Every line in the records below with the string "back" needs to be copied out.

======== Exercise materials

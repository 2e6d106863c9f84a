//! Cache Statistics Module
//!
//! Tracks cache performance metrics including hits, misses, and evictions.
//! Counters are monotonic and survive `clear()`.

use serde::Serialize;

use crate::cache::EvictionPolicy;

// == Counters ==
/// Running counters owned by the store.
#[derive(Debug, Clone, Copy, Default, PartialEq, Eq)]
pub struct Counters {
    /// Lookups answered from the cache
    pub hits: u64,
    /// Lookups that had to invoke the compute function
    pub misses: u64,
    /// Entries removed to restore the size bound
    pub evictions: u64,
    /// Entries removed because their TTL passed
    pub expirations: u64,
}

impl Counters {
    // == Constructor ==
    /// Creates a new set of counters at zero.
    pub fn new() -> Self {
        Self::default()
    }

    // == Record Hit ==
    /// Counts one call answered from the cache.
    pub fn record_hit(&mut self) {
        self.hits += 1;
    }

    // == Record Miss ==
    /// Counts one call that invoked its compute function.
    pub fn record_miss(&mut self) {
        self.misses += 1;
    }

    // == Record Eviction ==
    /// Adds `count` entries removed by the size bound.
    pub fn record_evictions(&mut self, count: usize) {
        self.evictions += count as u64;
    }

    // == Record Expiration ==
    /// Adds `count` entries removed after their TTL passed.
    pub fn record_expirations(&mut self, count: usize) {
        self.expirations += count as u64;
    }
}

// == Cache Stats ==
/// Immutable snapshot of engine statistics.
#[derive(Debug, Clone, PartialEq, Serialize)]
#[serde(rename_all = "camelCase")]
pub struct CacheStats {
    /// Number of successful cache retrievals
    pub hits: u64,
    /// Number of computations performed (including failed ones)
    pub misses: u64,
    /// Number of entries evicted by the size bound
    pub evictions: u64,
    /// Number of entries dropped after their TTL passed
    pub expirations: u64,
    /// Stored entries, including expired ones not yet purged
    pub size: usize,
    /// hits / (hits + misses), 0 when nothing was looked up
    pub hit_ratio: f64,
    /// Active eviction policy
    pub eviction_policy: EvictionPolicy,
    /// Configured maximum size
    pub max_size: usize,
    /// Configured default TTL in milliseconds, None = no expiry
    #[serde(rename = "defaultTTL")]
    pub default_ttl_ms: Option<u64>,
}

impl CacheStats {
    // == Hit Rate ==
    /// Calculates the cache hit rate.
    ///
    /// Returns hits / (hits + misses), or 0.0 if no requests have been made.
    pub fn hit_rate(hits: u64, misses: u64) -> f64 {
        let total = hits + misses;
        if total == 0 {
            0.0
        } else {
            hits as f64 / total as f64
        }
    }
}
//! Configuration Module
//!
//! Handles loading startup settings from environment variables.

use std::env;
use std::time::Duration;

use crate::cache::{
    saturating_millis, CacheConfig, EvictionPolicy, Ttl, DEFAULT_MAINTENANCE_INTERVAL,
    DEFAULT_MAX_SIZE, DEFAULT_TTL,
};

/// Startup settings for a cache engine.
///
/// All values can be configured via environment variables with sensible defaults.
#[derive(Debug, Clone)]
pub struct Config {
    /// Maximum number of entries the cache can hold
    pub max_size: usize,
    /// Default TTL for entries without an explicit TTL
    pub default_ttl: Ttl,
    /// Eviction policy
    pub eviction_policy: EvictionPolicy,
    /// Upper bound on the delay between maintenance passes, in milliseconds
    pub maintenance_interval_ms: u64,
}

impl Config {
    /// Creates a new Config by loading values from environment variables.
    ///
    /// # Environment Variables
    /// - `CACHE_MAX_SIZE` - Maximum cache entries (default: 100)
    /// - `CACHE_DEFAULT_TTL_MS` - Default TTL in milliseconds, or `none` for
    ///   no expiry (default: 3600000)
    /// - `CACHE_EVICTION_POLICY` - `LRU`, `FIFO` or `TTL` (default: LRU)
    /// - `CACHE_MAINTENANCE_INTERVAL_MS` - Maintenance cap (default: 5000)
    ///
    /// Values that fail to parse fall back to their defaults.
    pub fn from_env() -> Self {
        let defaults = Self::default();

        Self {
            max_size: env::var("CACHE_MAX_SIZE")
                .ok()
                .and_then(|v| v.parse().ok())
                .filter(|&v: &usize| v > 0)
                .unwrap_or(defaults.max_size),
            default_ttl: env::var("CACHE_DEFAULT_TTL_MS")
                .ok()
                .and_then(|v| parse_ttl(&v))
                .unwrap_or(defaults.default_ttl),
            eviction_policy: env::var("CACHE_EVICTION_POLICY")
                .ok()
                .and_then(|v| v.parse().ok())
                .unwrap_or(defaults.eviction_policy),
            maintenance_interval_ms: env::var("CACHE_MAINTENANCE_INTERVAL_MS")
                .ok()
                .and_then(|v| v.parse().ok())
                .unwrap_or(defaults.maintenance_interval_ms),
        }
    }

    /// The runtime configuration handed to the engine.
    pub fn cache_config(&self) -> CacheConfig {
        CacheConfig {
            max_size: self.max_size,
            default_ttl: self.default_ttl,
            eviction_policy: self.eviction_policy,
        }
    }

    /// Upper bound on the delay between maintenance passes.
    pub fn maintenance_interval(&self) -> Duration {
        Duration::from_millis(self.maintenance_interval_ms)
    }
}

fn parse_ttl(raw: &str) -> Option<Ttl> {
    if raw.trim().eq_ignore_ascii_case("none") {
        return Some(Ttl::Never);
    }
    raw.trim()
        .parse::<u64>()
        .ok()
        .map(|ms| Ttl::After(Duration::from_millis(ms)))
}

impl Default for Config {
    fn default() -> Self {
        Self {
            max_size: DEFAULT_MAX_SIZE,
            default_ttl: Ttl::After(DEFAULT_TTL),
            eviction_policy: EvictionPolicy::Lru,
            maintenance_interval_ms: saturating_millis(DEFAULT_MAINTENANCE_INTERVAL),
        }
    }
}
//! Budget business logic - the per-user spending ceiling and the products selected
//! against it.
//!
//! A user's budget is created on first use with an atomic insert-if-absent keyed on
//! the unique `user_id`, so concurrent first visits still yield one row. Selections
//! use the same approach keyed on (user, product): adding an already-selected product
//! bumps its quantity in the same statement.

use crate::{
    core::{
        cart::list_cart,
        money::{parse_money, to_stored},
        product::require_product,
        summary::{BudgetSummary, LineItem, SpendPolicy, compute_summary},
        user::ensure_user_exists,
    },
    entities::{Budget, Product, SelectedProduct, budget, cart, product, selected_product},
    errors::{Error, Result},
};
use rust_decimal::Decimal;
use sea_orm::{
    QueryOrder, Set, TransactionTrait,
    prelude::*,
    sea_query::{Expr, OnConflict},
};
use tracing::{debug, info};

/// A selected product joined with its catalog entry.
pub type Selection = (selected_product::Model, product::Model);

/// Everything the budget page shows.
#[derive(Debug, Clone)]
pub struct BudgetOverview {
    /// The user's budget
    pub budget: budget::Model,
    /// Products selected against it
    pub selections: Vec<Selection>,
    /// Cart items, counted or not depending on the policy
    pub cart: Vec<(cart::Model, product::Model)>,
    /// Derived totals and flags
    pub summary: BudgetSummary,
}

/// Returns the user's budget, creating it with a zero total if it does not exist.
///
/// # Errors
/// Returns [`Error::UserNotFound`] if the user does not exist.
pub async fn get_or_create_budget<C>(db: &C, user_id: i64) -> Result<budget::Model>
where
    C: ConnectionTrait,
{
    if let Some(existing) = find_budget(db, user_id).await? {
        return Ok(existing);
    }

    ensure_user_exists(db, user_id).await?;

    let fresh = budget::ActiveModel {
        user_id: Set(user_id),
        total: Set(to_stored(Decimal::ZERO)),
        created_at: Set(chrono::Utc::now()),
        ..Default::default()
    };
    let inserted = Budget::insert(fresh)
        .on_conflict(
            OnConflict::column(budget::Column::UserId)
                .do_nothing()
                .to_owned(),
        )
        .exec_without_returning(db)
        .await?;
    if inserted > 0 {
        debug!(user_id, "Created empty budget");
    }

    find_budget(db, user_id)
        .await?
        .ok_or(Error::UserNotFound { id: user_id })
}

async fn find_budget<C>(db: &C, user_id: i64) -> Result<Option<budget::Model>>
where
    C: ConnectionTrait,
{
    Budget::find()
        .filter(budget::Column::UserId.eq(user_id))
        .one(db)
        .await
        .map_err(Into::into)
}

/// Sets the budget total from submitted text.
///
/// The text is validated before anything is written; malformed input comes back as
/// [`Error::InvalidDecimal`], whose message is meant to be shown to the user.
///
/// # Errors
/// Returns [`Error::InvalidDecimal`], [`Error::InvalidAmount`] or [`Error::UserNotFound`].
pub async fn set_budget_total(
    db: &DatabaseConnection,
    user_id: i64,
    raw_total: &str,
) -> Result<budget::Model> {
    let total = parse_money(raw_total)?;

    let txn = db.begin().await?;
    let mut model: budget::ActiveModel = get_or_create_budget(&txn, user_id).await?.into();
    model.total = Set(to_stored(total));
    let updated = model.update(&txn).await?;
    txn.commit().await?;

    info!(user_id, total = %updated.total, "Updated budget total");
    Ok(updated)
}

/// Adds a product to the user's budget, or bumps its quantity by one if already selected.
///
/// # Errors
/// Returns [`Error::ProductNotFound`] or [`Error::UserNotFound`].
pub async fn add_to_budget(
    db: &DatabaseConnection,
    user_id: i64,
    product_id: i64,
) -> Result<selected_product::Model> {
    let txn = db.begin().await?;

    require_product(&txn, product_id).await?;
    let budget = get_or_create_budget(&txn, user_id).await?;

    let selection = selected_product::ActiveModel {
        budget_id: Set(budget.id),
        user_id: Set(user_id),
        product_id: Set(product_id),
        quantity: Set(1),
        ..Default::default()
    };
    SelectedProduct::insert(selection)
        .on_conflict(
            OnConflict::columns([
                selected_product::Column::UserId,
                selected_product::Column::ProductId,
            ])
            .value(
                selected_product::Column::Quantity,
                Expr::col(selected_product::Column::Quantity).add(1),
            )
            .to_owned(),
        )
        .exec_without_returning(&txn)
        .await?;

    let stored = SelectedProduct::find()
        .filter(selected_product::Column::UserId.eq(user_id))
        .filter(selected_product::Column::ProductId.eq(product_id))
        .one(&txn)
        .await?
        .ok_or(Error::ProductNotFound { id: product_id })?;

    txn.commit().await?;

    debug!(user_id, product_id, quantity = stored.quantity, "Added product to budget");
    Ok(stored)
}

async fn find_owned_selection(
    db: &DatabaseConnection,
    user_id: i64,
    selected_id: i64,
) -> Result<selected_product::Model> {
    SelectedProduct::find_by_id(selected_id)
        .filter(selected_product::Column::UserId.eq(user_id))
        .one(db)
        .await?
        .ok_or(Error::ItemNotFound {
            kind: "budget selection",
            id: selected_id,
            user_id,
        })
}

/// Removes a selection from the user's budget.
///
/// # Errors
/// Returns [`Error::ItemNotFound`] if the selection does not belong to the user.
pub async fn remove_from_budget(
    db: &DatabaseConnection,
    user_id: i64,
    selected_id: i64,
) -> Result<()> {
    find_owned_selection(db, user_id, selected_id)
        .await?
        .delete(db)
        .await?;
    debug!(user_id, selected_id, "Removed product from budget");
    Ok(())
}

/// Sets a selection's quantity. A quantity of zero removes the selection and
/// returns `None`.
///
/// # Errors
/// Returns [`Error::InvalidQuantity`] for negative quantities, or
/// [`Error::ItemNotFound`] if the selection does not belong to the user.
pub async fn update_budget_quantity(
    db: &DatabaseConnection,
    user_id: i64,
    selected_id: i64,
    quantity: i32,
) -> Result<Option<selected_product::Model>> {
    if quantity < 0 {
        return Err(Error::InvalidQuantity { quantity });
    }

    let selection = find_owned_selection(db, user_id, selected_id).await?;
    if quantity == 0 {
        selection.delete(db).await?;
        return Ok(None);
    }

    let mut model: selected_product::ActiveModel = selection.into();
    model.quantity = Set(quantity);
    Ok(Some(model.update(db).await?))
}

/// Lists the user's budget selections with their products, oldest first.
pub async fn list_selected_products(
    db: &DatabaseConnection,
    user_id: i64,
) -> Result<Vec<Selection>> {
    let rows = SelectedProduct::find()
        .filter(selected_product::Column::UserId.eq(user_id))
        .find_also_related(Product)
        .order_by_asc(selected_product::Column::Id)
        .all(db)
        .await?;

    Ok(rows
        .into_iter()
        .filter_map(|(selection, product)| product.map(|p| (selection, p)))
        .collect())
}

/// Loads the budget page: budget (created if missing), selections, cart and totals.
pub async fn budget_overview(
    db: &DatabaseConnection,
    user_id: i64,
    policy: SpendPolicy,
) -> Result<BudgetOverview> {
    let budget = get_or_create_budget(db, user_id).await?;
    let selections = list_selected_products(db, user_id).await?;
    let cart = list_cart(db, user_id).await?;

    let selected_lines: Vec<LineItem> = selections
        .iter()
        .map(|(s, p)| LineItem::new(p.unit_price(), s.quantity))
        .collect();
    let cart_lines: Vec<LineItem> = cart
        .iter()
        .map(|(c, p)| LineItem::new(p.unit_price(), c.quantity))
        .collect();

    let summary = compute_summary(budget.total_amount(), &selected_lines, &cart_lines, policy);

    Ok(BudgetOverview {
        budget,
        selections,
        cart,
        summary,
    })
}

================

Output of the task
    /// Values that fail to parse fall back to their defaults.
/// The text is validated before anything is written; malformed input comes back as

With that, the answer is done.